Testing and validation
- Verify route behavior, loading states, and API contracts.
- Add integration tests for middleware/auth redirects on critical paths.
- Run lint/build checks before merge for route and bundle regressions.
Abstractions and anti-patterns
- Avoid turning every component into a client component by default.
- Avoid duplicating fetch logic across server and client paths.

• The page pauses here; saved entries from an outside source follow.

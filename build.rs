use std::env;
use std::process::Command;

fn main() {
    let version = match Command::new("git").args(["describe", "--tags"]).output() {
        Ok(output) if output.status.success() => {
            String::from_utf8_lossy(&output.stdout).trim().to_string()
        }
        _ => env::var("BUILD_VERSION")
            .unwrap_or_else(|_| env::var("CARGO_PKG_VERSION").unwrap_or_default()),
    };
    println!("cargo:rustc-env=BUILD_VERSION={}", version);
    println!("cargo:rerun-if-env-changed=BUILD_VERSION");
}
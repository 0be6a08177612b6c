/// Errors building a writer or logger.
#[derive(thiserror::Error, Debug)]
pub enum Error {
    #[error("failed to create the Google Cloud Logging client: {0}")]
    Client(#[from] googlelog::Error),
    #[error("invalid log level '{0}', expected one of trace, debug, info, warn, error or critical")]
    InvalidLevel(String),
}

/// Why a buffer could not be turned into log fields.
#[derive(thiserror::Error, Debug)]
pub enum ParseError {
    #[error("failed to decode log fields: {0}")]
    Json(#[from] serde_json::Error),
    #[error("log line is a JSON {0}, expected an object")]
    NotAnObject(&'static str),
}

/// Errors of the JSON-lines slog drain.
#[derive(thiserror::Error, Debug)]
pub enum DrainError {
    #[error("could not serialize the log record: {0}")]
    Serialize(#[from] slog::Error),
    #[error("could not encode the log record as JSON: {0}")]
    Encode(serde_json::Error),
    #[error(transparent)]
    Write(#[from] ParseError),
}

/// Errors exporting the metrics.
#[derive(thiserror::Error, Debug)]
pub enum MetricsError {
    #[error("could not encode metrics: {0}")]
    Encode(#[from] prometheus::Error),
    #[error("could not write metrics to '{path}': {source}")]
    Write {
        path: std::path::PathBuf,
        source: std::io::Error,
    },
}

- Keep route structure meaningful; do not over-nest without ownership benefit.
Example
// app/projects/page.tsx
export default async function ProjectsPage() {
const res = await fetch("https://example.com/api/projects", {
cache: "no-store",
});
if (!res.ok) throw new Error("Failed to load projects");
const projects = (await res.json()) as Array<{ id: string; name: string }>;
return (
<main>
<h1 className="text-xl font-semibold">Projects</h1>
<ul className="mt-4 space-y-2">
{projects.map((project) => (
<li key={project.id}>{project.name}</li>
))}
</ul>
</main>
);
}Common pitfalls
- Marking high-level layouts as client components unnecessarily.
- Inconsistent cache strategies across similar routes.
- Mixing business logic directly inside route files without reuse boundaries.
- Missing error/loading/empty states in route segments.